| Brief |
Please filter the data down to the lines that include the word "BTreeMap" and copy them.

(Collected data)
════

//! Domain types exchanged with the Foxops incarnation API.
//!
//! These are plain values: the client never caches them and every read
//! returns a freshly fetched [`Incarnation`].
//!
//! # Examples
//!
//! ```
//! use foxops_client::{CreateIncarnationRequest, TemplateValue};
//!
//! let request = CreateIncarnationRequest::new("inc/repo", "template/repo", "v1.2.0")
//!     .with_target_directory("services/api")
//!     .with_template_value("name", "api")
//!     .with_template_value("replicas", 3)
//!     .with_template_value("ratio", 0.5);
//!
//! assert_eq!(request.template_data["replicas"], TemplateValue::Integer(3));
//! ```

use crate::error::{FoxopsError, Result, TemplateDataError, TemplateDataErrors};
use serde::{Deserialize, Serialize};
use std::collections::BTreeMap;
use std::fmt;
use std::str::FromStr;

/// Identifier of an incarnation.
///
/// Callers handle it as an opaque string; on the wire it is an integer.
#[derive(Debug, Clone, PartialEq, Eq, Hash, PartialOrd, Ord, Serialize, Deserialize)]
#[serde(transparent)]
pub struct IncarnationId(String);

impl IncarnationId {
    /// Wrap an id string without validating it.
    pub fn new(id: impl Into<String>) -> Self {
        IncarnationId(id.into())
    }

    /// The id as given.
    pub fn as_str(&self) -> &str {
        &self.0
    }

    /// Numeric form used in request paths.
    ///
    /// Fails with [`FoxopsError::InvalidId`] before any request is sent.
    pub fn to_wire(&self) -> Result<i64> {
        self.0.parse().map_err(|source| FoxopsError::InvalidId {
            id: self.0.clone(),
            source,
        })
    }

    pub(crate) fn from_wire(id: i64) -> Self {
        IncarnationId(id.to_string())
    }
}

impl fmt::Display for IncarnationId {
    fn fmt(&self, f: &mut fmt::Formatter<'_>) -> fmt::Result {
        f.write_str(&self.0)
    }
}

impl From<&str> for IncarnationId {
    fn from(id: &str) -> Self {
        IncarnationId::new(id)
    }
}

impl From<String> for IncarnationId {
    fn from(id: String) -> Self {
        IncarnationId(id)
    }
}

impl From<i64> for IncarnationId {
    fn from(id: i64) -> Self {
        IncarnationId::from_wire(id)
    }
}

/// A single template parameter.
///
/// Template data is flat: a value is always one of these three scalars.
/// The variant is the discriminant used both to encode and to decode, see
/// [`crate::protocol::wire`].
#[derive(Debug, Clone, PartialEq)]
pub enum TemplateValue {
    /// A JSON string.
    String(String),
    /// A JSON number without fractional part that fits in an `i64`.
    Integer(i64),
    /// Any other JSON number.
    Float(f64),
}

impl TemplateValue {
    /// Name of the variant, for diagnostics.
    pub fn kind(&self) -> &'static str {
        match self {
            TemplateValue::String(_) => "string",
            TemplateValue::Integer(_) => "integer",
            TemplateValue::Float(_) => "float",
        }
    }

    /// The value as a string, for string-typed state.
    ///
    /// Floats are rendered with six decimals.
    pub fn to_state_string(&self) -> String {
        match self {
            TemplateValue::String(value) => value.clone(),
            TemplateValue::Integer(value) => value.to_string(),
            TemplateValue::Float(value) => format!("{value:.6}"),
        }
    }
}

impl From<String> for TemplateValue {
    fn from(value: String) -> Self {
        TemplateValue::String(value)
    }
}

impl From<&str> for TemplateValue {
    fn from(value: &str) -> Self {
        TemplateValue::String(value.to_string())
    }
}

impl From<i64> for TemplateValue {
    fn from(value: i64) -> Self {
        TemplateValue::Integer(value)
    }
}

impl From<i32> for TemplateValue {
    fn from(value: i32) -> Self {
        TemplateValue::Integer(value.into())
    }
}

impl From<f64> for TemplateValue {
    fn from(value: f64) -> Self {
        TemplateValue::Float(value)
    }
}

/// Template parameters keyed by name.
pub type TemplateData = BTreeMap<String, TemplateValue>;

/// Check that every value can be represented in JSON.
///
/// All offending keys are reported together.
pub(crate) fn validate_template_data(data: &TemplateData) -> Result<()> {
    let mut errors = TemplateDataErrors::default();
    for (key, value) in data {
        if let TemplateValue::Float(float) = value {
            if !float.is_finite() {
                errors.push(TemplateDataError::new(
                    key,
                    format!("float {float} has no JSON representation"),
                ));
            }
        }
    }
    if errors.is_empty() {
        Ok(())
    } else {
        Err(FoxopsError::InvalidTemplateData(errors))
    }
}

/// Lifecycle state of a merge request.
#[derive(Debug, Clone, Copy, PartialEq, Eq, Hash, Serialize, Deserialize)]
#[serde(rename_all = "lowercase")]
pub enum MergeRequestStatus {
    /// Waiting for review.
    Open,
    /// Merged into the target branch.
    Merged,
    /// Closed without merging.
    Closed,
    /// The server could not determine the status.
    Unknown,
}

impl MergeRequestStatus {
    /// Every status, in wire order.
    pub const ALL: [MergeRequestStatus; 4] = [
        MergeRequestStatus::Open,
        MergeRequestStatus::Merged,
        MergeRequestStatus::Closed,
        MergeRequestStatus::Unknown,
    ];

    /// Wire spelling.
    pub fn as_str(&self) -> &'static str {
        match self {
            MergeRequestStatus::Open => "open",
            MergeRequestStatus::Merged => "merged",
            MergeRequestStatus::Closed => "closed",
            MergeRequestStatus::Unknown => "unknown",
        }
    }
}

impl fmt::Display for MergeRequestStatus {
    fn fmt(&self, f: &mut fmt::Formatter<'_>) -> fmt::Result {
        f.write_str(self.as_str())
    }
}

/// Rejected merge request status string.
#[derive(Debug, Clone, PartialEq, Eq, thiserror::Error)]
#[error("unknown merge request status {0:?}, expected one of open, merged, closed, unknown")]
pub struct ParseStatusError(pub String);

impl FromStr for MergeRequestStatus {
    type Err = ParseStatusError;

    fn from_str(s: &str) -> std::result::Result<Self, Self::Err> {
        MergeRequestStatus::ALL
            .into_iter()
            .find(|status| status.as_str() == s)
            .ok_or_else(|| ParseStatusError(s.to_string()))
    }
}

/// An instantiated template inside a target repository.
///
/// Merge request fields stay `None` until an update produced a merge request.
#[derive(Debug, Clone, PartialEq)]
pub struct Incarnation {
    pub id: IncarnationId,
    pub incarnation_repository: String,
    pub target_directory: String,
    pub template_repository: String,
    /// Tag, branch or commit of the template repository.
    pub template_repository_version: String,
    pub template_data: TemplateData,
    /// Hash of the last commit created for the incarnation.
    pub commit_sha: String,
    pub commit_url: String,
    pub merge_request_id: Option<String>,
    pub merge_request_url: Option<String>,
    /// Status as sent by the server; absent when the server sent none or a
    /// non-string value.
    pub merge_request_status: Option<String>,
}

impl Incarnation {
    /// Parsed merge request status, when it is one of the known values.
    pub fn merge_request_state(&self) -> Option<MergeRequestStatus> {
        self.merge_request_status.as_deref()?.parse().ok()
    }

    /// Template data rendered as strings, as stored in string-typed state.
    pub fn template_data_strings(&self) -> BTreeMap<String, String> {
        self.template_data
            .iter()
            .map(|(key, value)| (key.clone(), value.to_state_string()))
            .collect()
    }
}

/// Desired initial state of a new incarnation.
#[derive(Debug, Clone, PartialEq)]
pub struct CreateIncarnationRequest {
    pub incarnation_repository: String,
    /// Directory inside the repository; the server defaults to `.`.
    pub target_directory: Option<String>,
    pub template_repository: String,
    pub template_repository_version: String,
    pub template_data: TemplateData,
}

impl CreateIncarnationRequest {
    /// Request with no target directory and empty template data.
    pub fn new(
        incarnation_repository: impl Into<String>,
        template_repository: impl Into<String>,
        template_repository_version: impl Into<String>,
    ) -> Self {
        CreateIncarnationRequest {
            incarnation_repository: incarnation_repository.into(),
            target_directory: None,
            template_repository: template_repository.into(),
            template_repository_version: template_repository_version.into(),
            template_data: TemplateData::new(),
        }
    }

    pub fn with_target_directory(mut self, target_directory: impl Into<String>) -> Self {
        self.target_directory = Some(target_directory.into());
        self
    }

    pub fn with_template_value(
        mut self,
        key: impl Into<String>,
        value: impl Into<TemplateValue>,
    ) -> Self {
        self.template_data.insert(key.into(), value.into());
        self
    }

    pub fn with_template_data(mut self, template_data: TemplateData) -> Self {
        self.template_data = template_data;
        self
    }
}

/// Desired change to an existing incarnation.
#[derive(Debug, Clone, PartialEq)]
pub struct UpdateIncarnationRequest {
    pub template_repository_version: String,
    pub template_data: TemplateData,
    /// Ask the server to merge the resulting merge request right away.
    pub automerge: bool,
}

impl UpdateIncarnationRequest {
    /// Request with empty template data and auto-merge enabled.
    pub fn new(template_repository_version: impl Into<String>) -> Self {
        UpdateIncarnationRequest {
            template_repository_version: template_repository_version.into(),
            template_data: TemplateData::new(),
            automerge: true,
        }
    }

    pub fn with_automerge(mut self, automerge: bool) -> Self {
        self.automerge = automerge;
        self
    }

    pub fn with_template_value(
        mut self,
        key: impl Into<String>,
        value: impl Into<TemplateValue>,
    ) -> Self {
        self.template_data.insert(key.into(), value.into());
        self
    }

    pub fn with_template_data(mut self, template_data: TemplateData) -> Self {
        self.template_data = template_data;
        self
    }
}

#[cfg(test)]
mod tests {
    use super::*;

    #[test]
    fn test_id_to_wire() {
        assert_eq!(IncarnationId::from("1234").to_wire().unwrap(), 1234);

        let err = IncarnationId::from("abc").to_wire().unwrap_err();
        assert!(matches!(err, FoxopsError::InvalidId { ref id, .. } if id == "abc"));
    }

    #[test]
    fn test_status_parse() {
        assert_eq!("merged".parse(), Ok(MergeRequestStatus::Merged));
        assert_eq!(MergeRequestStatus::Closed.to_string(), "closed");
        assert!("merge".parse::<MergeRequestStatus>().is_err());
    }

    #[test]
    fn test_state_strings() {
        assert_eq!(TemplateValue::from("x").to_state_string(), "x");
        assert_eq!(TemplateValue::from(7).to_state_string(), "7");
        assert_eq!(TemplateValue::from(1.5).to_state_string(), "1.500000");
    }

    #[test]
    fn test_validate_rejects_non_finite() {
        let mut data = TemplateData::new();
        data.insert("nan".into(), TemplateValue::Float(f64::NAN));
        data.insert("ok".into(), TemplateValue::Float(2.0));
        data.insert("inf".into(), TemplateValue::Float(f64::INFINITY));

        match validate_template_data(&data) {
            Err(FoxopsError::InvalidTemplateData(errors)) => {
                let keys: Vec<_> = errors.errors().iter().map(|e| e.key.as_str()).collect();
                assert_eq!(keys, vec!["inf", "nan"]);
            }
            other => panic!("unexpected result: {other:?}"),
        }
    }

    #[test]
    fn test_update_defaults_to_automerge() {
        let request = UpdateIncarnationRequest::new("v2");
        assert!(request.automerge);
        assert!(!request.with_automerge(false).automerge);
    }
}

════

| Answer to the exercise |
use std::collections::BTreeMap;
pub type TemplateData = BTreeMap<String, TemplateValue>;
    pub fn template_data_strings(&self) -> BTreeMap<String, String> {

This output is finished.